··· RECORDS SUPPLIED

//! Relation graph construction.
//!
//! [`RelationGraphBuilder`] resolves the schema's relationships against the
//! entity list and produces a [`RelationGraph`]: the deduplicated directed
//! relations used for layering, the field-level edges used for crossing and
//! field ordering, adjacency queries, and the connectivity-driven processing
//! order that every later stage uses as its tie-breaker.

use std::{cmp::Reverse, collections::BTreeSet};

use indexmap::{IndexMap, IndexSet};

use erlay_core::schema::{Entity, Relationship};

use crate::{error::ErlayError, logger::LayoutLogger};

/// Log target of this stage.
pub const TARGET: &str = "erlay::graph";

/// Stable identifier of an entity: its index in the input entity list.
#[derive(Debug, Clone, Copy, PartialEq, Eq, Hash, PartialOrd, Ord)]
pub struct EntityId(usize);

impl EntityId {
    pub fn new(index: usize) -> Self {
        Self(index)
    }

    pub fn index(self) -> usize {
        self.0
    }
}

/// A resolved, non-self relationship between two fields.
///
/// Field indices refer to the *input* field list of each entity; a field
/// name that does not exist on its entity resolves to `None`.
#[derive(Debug, Clone, Copy, PartialEq, Eq)]
pub struct FieldEdge {
    from: EntityId,
    from_field: Option<usize>,
    to: EntityId,
    to_field: Option<usize>,
    from_is_primary_key: bool,
}

impl FieldEdge {
    pub fn from(&self) -> EntityId {
        self.from
    }

    pub fn to(&self) -> EntityId {
        self.to
    }

    pub fn from_field(&self) -> Option<usize> {
        self.from_field
    }

    pub fn to_field(&self) -> Option<usize> {
        self.to_field
    }

    /// Returns `true` when the relationship starts at a primary key field.
    pub fn from_is_primary_key(&self) -> bool {
        self.from_is_primary_key
    }

    /// Returns the endpoint opposite to `id` together with its field.
    ///
    /// `id` must be one of the two endpoints.
    pub fn opposite(&self, id: EntityId) -> (EntityId, Option<usize>) {
        if self.from == id {
            (self.to, self.to_field)
        } else {
            (self.from, self.from_field)
        }
    }

    /// Returns the field this edge attaches to on entity `id`.
    pub fn field_of(&self, id: EntityId) -> Option<usize> {
        if self.from == id {
            self.from_field
        } else {
            self.to_field
        }
    }
}

/// Adjacency lists of a single entity.
#[derive(Debug, Clone, Default)]
struct Adjacency {
    parents: Vec<EntityId>,
    children: Vec<EntityId>,
    neighbors: Vec<EntityId>,
    edges: Vec<usize>,
}

/// The resolved relation graph of one layout pass.
#[derive(Debug)]
pub struct RelationGraph<'a> {
    entities: &'a [Entity],
    names: IndexMap<&'a str, EntityId>,
    relations: Vec<(EntityId, EntityId)>,
    edges: Vec<FieldEdge>,
    adjacency: Vec<Adjacency>,
    processing_order: Vec<EntityId>,
    rank: Vec<usize>,
}

impl<'a> RelationGraph<'a> {
    /// Returns the number of entities, connected or not.
    pub fn len(&self) -> usize {
        self.entities.len()
    }

    pub fn is_empty(&self) -> bool {
        self.entities.is_empty()
    }

    /// Iterates over every entity id in input order.
    pub fn ids(&self) -> impl Iterator<Item = EntityId> {
        (0..self.entities.len()).map(EntityId)
    }

    pub fn entity(&self, id: EntityId) -> &'a Entity {
        &self.entities[id.0]
    }

    pub fn name(&self, id: EntityId) -> &'a str {
        self.entities[id.0].name()
    }

    pub fn id_of(&self, name: &str) -> Option<EntityId> {
        self.names.get(name).copied()
    }

    /// Deduplicated directed relations, first-seen direction kept.
    pub fn relations(&self) -> &[(EntityId, EntityId)] {
        &self.relations
    }

    /// Field-level edges, one per resolved non-self relationship.
    pub fn edges(&self) -> &[FieldEdge] {
        &self.edges
    }

    /// Left-hand sides of relations whose right-hand side is `id`.
    pub fn parents(&self, id: EntityId) -> &[EntityId] {
        &self.adjacency[id.0].parents
    }

    /// Right-hand sides of relations whose left-hand side is `id`.
    pub fn children(&self, id: EntityId) -> &[EntityId] {
        &self.adjacency[id.0].children
    }

    /// Entities related to `id` in either direction.
    pub fn neighbors(&self, id: EntityId) -> &[EntityId] {
        &self.adjacency[id.0].neighbors
    }

    /// Field edges incident to `id`.
    pub fn incident_edges(&self, id: EntityId) -> impl Iterator<Item = &FieldEdge> + '_ {
        self.adjacency[id.0]
            .edges
            .iter()
            .map(|&index| &self.edges[index])
    }

    /// Number of deduplicated relations `id` takes part in.
    pub fn connections(&self, id: EntityId) -> usize {
        self.adjacency[id.0].neighbors.len()
    }

    pub fn is_isolated(&self, id: EntityId) -> bool {
        self.adjacency[id.0].neighbors.is_empty()
    }

    /// Connected entities in processing order.
    pub fn processing_order(&self) -> &[EntityId] {
        &self.processing_order
    }

    /// Global tie-break rank: processing order first, then isolated
    /// entities in input order.
    pub fn rank(&self, id: EntityId) -> usize {
        self.rank[id.0]
    }
}

/// Builds a [`RelationGraph`] from a schema.
#[derive(Debug, Clone, Copy)]
pub struct RelationGraphBuilder<'l> {
    logger: LayoutLogger<'l>,
}

impl<'l> RelationGraphBuilder<'l> {
    pub fn new(logger: LayoutLogger<'l>) -> Self {
        Self {
            logger: logger.for_stage(TARGET),
        }
    }

    /// Resolve `relationships` against `entities`.
    ///
    /// Relationships naming an unknown entity are skipped. Self-references
    /// produce neither a relation nor a field edge.
    ///
    /// # Errors
    ///
    /// Returns [`ErlayError::DuplicateEntity`] if two entities share a name.
    pub fn build<'a>(
        &self,
        entities: &'a [Entity],
        relationships: &'a [Relationship],
    ) -> Result<RelationGraph<'a>, ErlayError> {
        let mut names = IndexMap::with_capacity(entities.len());
        for (index, entity) in entities.iter().enumerate() {
            if names.insert(entity.name(), EntityId(index)).is_some() {
                return Err(ErlayError::DuplicateEntity(entity.name().to_string()));
            }
        }

        let mut edges = Vec::with_capacity(relationships.len());
        let mut relations = Vec::new();
        let mut seen_pairs = IndexSet::new();

        for relationship in relationships {
            let (Some(&from), Some(&to)) = (
                names.get(relationship.from().entity()),
                names.get(relationship.to().entity()),
            ) else {
                self.logger.debug(format_args!(
                    "skipping relationship with unknown endpoint: {relationship}"
                ));
                continue;
            };

            if from == to {
                self.logger
                    .trace(format_args!("ignoring self reference: {relationship}"));
                continue;
            }

            let from_entity = &entities[from.0];
            let from_field = from_entity.field_index(relationship.from().field());
            let to_field = entities[to.0].field_index(relationship.to().field());

            edges.push(FieldEdge {
                from,
                from_field,
                to,
                to_field,
                from_is_primary_key: from_field
                    .is_some_and(|index| from_entity.fields()[index].is_primary_key()),
            });

            if seen_pairs.insert((from.min(to), from.max(to))) {
                relations.push((from, to));
            } else {
                self.logger.trace(format_args!(
                    "duplicate relation {} - {} merged",
                    from_entity.name(),
                    entities[to.0].name()
                ));
            }
        }

        let mut adjacency = vec![Adjacency::default(); entities.len()];
        for &(left, right) in &relations {
            adjacency[left.0].children.push(right);
            adjacency[left.0].neighbors.push(right);
            adjacency[right.0].parents.push(left);
            adjacency[right.0].neighbors.push(left);
        }
        for (index, edge) in edges.iter().enumerate() {
            adjacency[edge.from.0].edges.push(index);
            adjacency[edge.to.0].edges.push(index);
        }

        let processing_order = processing_order(&relations, &adjacency);

        let mut rank = vec![usize::MAX; entities.len()];
        for (position, id) in processing_order.iter().enumerate() {
            rank[id.0] = position;
        }
        let mut next_rank = processing_order.len();
        for slot in rank.iter_mut().filter(|slot| **slot == usize::MAX) {
            *slot = next_rank;
            next_rank += 1;
        }

        self.logger.debug(format_args!(
            "resolved {} entities, {} relations, {} field edges",
            entities.len(),
            relations.len(),
            edges.len()
        ));
        if self.logger.enabled(log::Level::Trace) {
            let order: Vec<&str> = processing_order
                .iter()
                .map(|id| entities[id.0].name())
                .collect();
            self.logger
                .trace(format_args!("processing order: {}", order.join(", ")));
        }

        Ok(RelationGraph {
            entities,
            names,
            relations,
            edges,
            adjacency,
            processing_order,
            rank,
        })
    }
}

/// Computes the connectivity-driven processing order.
///
/// Entities are ranked by connection count (descending, stable over
/// discovery order). The best-ranked entity seeds the order; afterwards the
/// best-ranked entity adjacent to anything already ordered comes next. An
/// empty frontier means a new component starts at its best-ranked entity.
fn processing_order(relations: &[(EntityId, EntityId)], adjacency: &[Adjacency]) -> Vec<EntityId> {
    let mut discovered = IndexSet::new();
    for &(left, right) in relations {
        discovered.insert(left);
        discovered.insert(right);
    }

    let mut ranking: Vec<EntityId> = discovered.into_iter().collect();
    ranking.sort_by_key(|id| Reverse(adjacency[id.0].neighbors.len()));

    let mut count_rank = vec![usize::MAX; adjacency.len()];
    for (position, id) in ranking.iter().enumerate() {
        count_rank[id.0] = position;
    }

    let mut ordered = vec![false; adjacency.len()];
    let mut order = Vec::with_capacity(ranking.len());
    let mut frontier = BTreeSet::new();
    let mut seed_cursor = 0;

    while order.len() < ranking.len() {
        let next = match frontier.pop_first() {
            Some(position) => ranking[position],
            None => {
                while ordered[ranking[seed_cursor].0] {
                    seed_cursor += 1;
                }
                ranking[seed_cursor]
            }
        };

        if ordered[next.0] {
            continue;
        }
        ordered[next.0] = true;
        order.push(next);

        for neighbor in &adjacency[next.0].neighbors {
            if !ordered[neighbor.0] {
                frontier.insert(count_rank[neighbor.0]);
            }
        }
    }

    order
}

#[cfg(test)]
mod tests {
    use erlay_core::schema::{Cardinality, Endpoint, Field};

    use super::*;

    fn entity(name: &str) -> Entity {
        Entity::new(
            name,
            vec![
                Field::new("id", "int").with_primary_key(true),
                Field::new("ref", "int").with_foreign_key(true),
            ],
        )
    }

    fn rel(from: &str, to: &str) -> Relationship {
        Relationship::new(
            Endpoint::new(from, "ref"),
            Endpoint::new(to, "id"),
            Cardinality::ManyToOne,
        )
    }

    fn names(graph: &RelationGraph<'_>, ids: &[EntityId]) -> Vec<String> {
        ids.iter().map(|id| graph.name(*id).to_string()).collect()
    }

    #[test]
    fn test_dedup_keeps_first_direction() {
        let entities = vec![entity("a"), entity("b")];
        let relationships = vec![rel("a", "b"), rel("b", "a"), rel("a", "b")];

        let graph = RelationGraphBuilder::new(LayoutLogger::global())
            .build(&entities, &relationships)
            .unwrap();

        assert_eq!(graph.relations(), &[(EntityId(0), EntityId(1))]);
        // Every resolved relationship is still a field edge.
        assert_eq!(graph.edges().len(), 3);
        assert_eq!(graph.connections(EntityId(0)), 1);
    }

    #[test]
    fn test_unknown_endpoints_and_self_references_are_skipped() {
        let entities = vec![entity("a"), entity("b")];
        let relationships = vec![rel("a", "ghost"), rel("a", "a"), rel("b", "a")];

        let graph = RelationGraphBuilder::new(LayoutLogger::global())
            .build(&entities, &relationships)
            .unwrap();

        assert_eq!(graph.relations(), &[(EntityId(1), EntityId(0))]);
        assert_eq!(graph.edges().len(), 1);
        assert_eq!(graph.parents(EntityId(0)), &[EntityId(1)]);
        assert_eq!(graph.children(EntityId(1)), &[EntityId(0)]);
    }

    #[test]
    fn test_duplicate_entity_is_rejected() {
        let entities = vec![entity("a"), entity("a")];
        let err = RelationGraphBuilder::new(LayoutLogger::global())
            .build(&entities, &[])
            .unwrap_err();

        assert!(matches!(err, ErlayError::DuplicateEntity(name) if name == "a"));
    }

    #[test]
    fn test_processing_order_starts_at_hub() {
        // hub has three connections; leaf joins the frontier through mid and
        // outranks x and y by discovery order.
        let entities = vec![
            entity("leaf"),
            entity("mid"),
            entity("hub"),
            entity("x"),
            entity("y"),
        ];
        let relationships = vec![
            rel("leaf", "mid"),
            rel("mid", "hub"),
            rel("x", "hub"),
            rel("y", "hub"),
        ];

        let graph = RelationGraphBuilder::new(LayoutLogger::global())
            .build(&entities, &relationships)
            .unwrap();

        assert_eq!(
            names(&graph, graph.processing_order()),
            vec!["hub", "mid", "leaf", "x", "y"]
        );
    }

    #[test]
    fn test_processing_order_covers_components_and_ranks_isolated_last() {
        let entities = vec![
            entity("lonely"),
            entity("a"),
            entity("b"),
            entity("c"),
            entity("d"),
        ];
        let relationships = vec![rel("a", "b"), rel("c", "d")];

        let graph = RelationGraphBuilder::new(LayoutLogger::global())
            .build(&entities, &relationships)
            .unwrap();

        assert_eq!(names(&graph, graph.processing_order()), vec!["a", "b", "c", "d"]);
        assert!(graph.is_isolated(EntityId(0)));
        assert_eq!(graph.rank(EntityId(0)), 4);
        assert_eq!(graph.rank(EntityId(1)), 0);
    }

    #[test]
    fn test_primary_key_origin_is_recorded() {
        let entities = vec![entity("users"), entity("teams")];
        let relationships = vec![Relationship::new(
            Endpoint::new("users", "id"),
            Endpoint::new("teams", "id"),
            Cardinality::ManyToOne,
        )];

        let graph = RelationGraphBuilder::new(LayoutLogger::global())
            .build(&entities, &relationships)
            .unwrap();

        let edge = graph.edges()[0];
        assert!(edge.from_is_primary_key());
        assert_eq!(edge.opposite(EntityId(1)), (EntityId(0), Some(0)));
        assert_eq!(edge.field_of(EntityId(1)), Some(0));
    }
}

······

» AIM OF THE TASK
Using the data above, reproduce exactly the lines between those holding "adjacency[left.0].neighbors.push(right);" and "comes next. An", inclusive, and no others.

» YOUR SOLUTION
            adjacency[left.0].neighbors.push(right);
            adjacency[right.0].parents.push(left);
            adjacency[right.0].neighbors.push(left);
        }
        for (index, edge) in edges.iter().enumerate() {
            adjacency[edge.from.0].edges.push(index);
            adjacency[edge.to.0].edges.push(index);
        }

        let processing_order = processing_order(&relations, &adjacency);

        let mut rank = vec![usize::MAX; entities.len()];
        for (position, id) in processing_order.iter().enumerate() {
            rank[id.0] = position;
        }
        let mut next_rank = processing_order.len();
        for slot in rank.iter_mut().filter(|slot| **slot == usize::MAX) {
            *slot = next_rank;
            next_rank += 1;
        }

        self.logger.debug(format_args!(
            "resolved {} entities, {} relations, {} field edges",
            entities.len(),
            relations.len(),
            edges.len()
        ));
        if self.logger.enabled(log::Level::Trace) {
            let order: Vec<&str> = processing_order
                .iter()
                .map(|id| entities[id.0].name())
                .collect();
            self.logger
                .trace(format_args!("processing order: {}", order.join(", ")));
        }

        Ok(RelationGraph {
            entities,
            names,
            relations,
            edges,
            adjacency,
            processing_order,
            rank,
        })
    }
}

/// Computes the connectivity-driven processing order.
///
/// Entities are ranked by connection count (descending, stable over
/// discovery order). The best-ranked entity seeds the order; afterwards the
/// best-ranked entity adjacent to anything already ordered comes next. An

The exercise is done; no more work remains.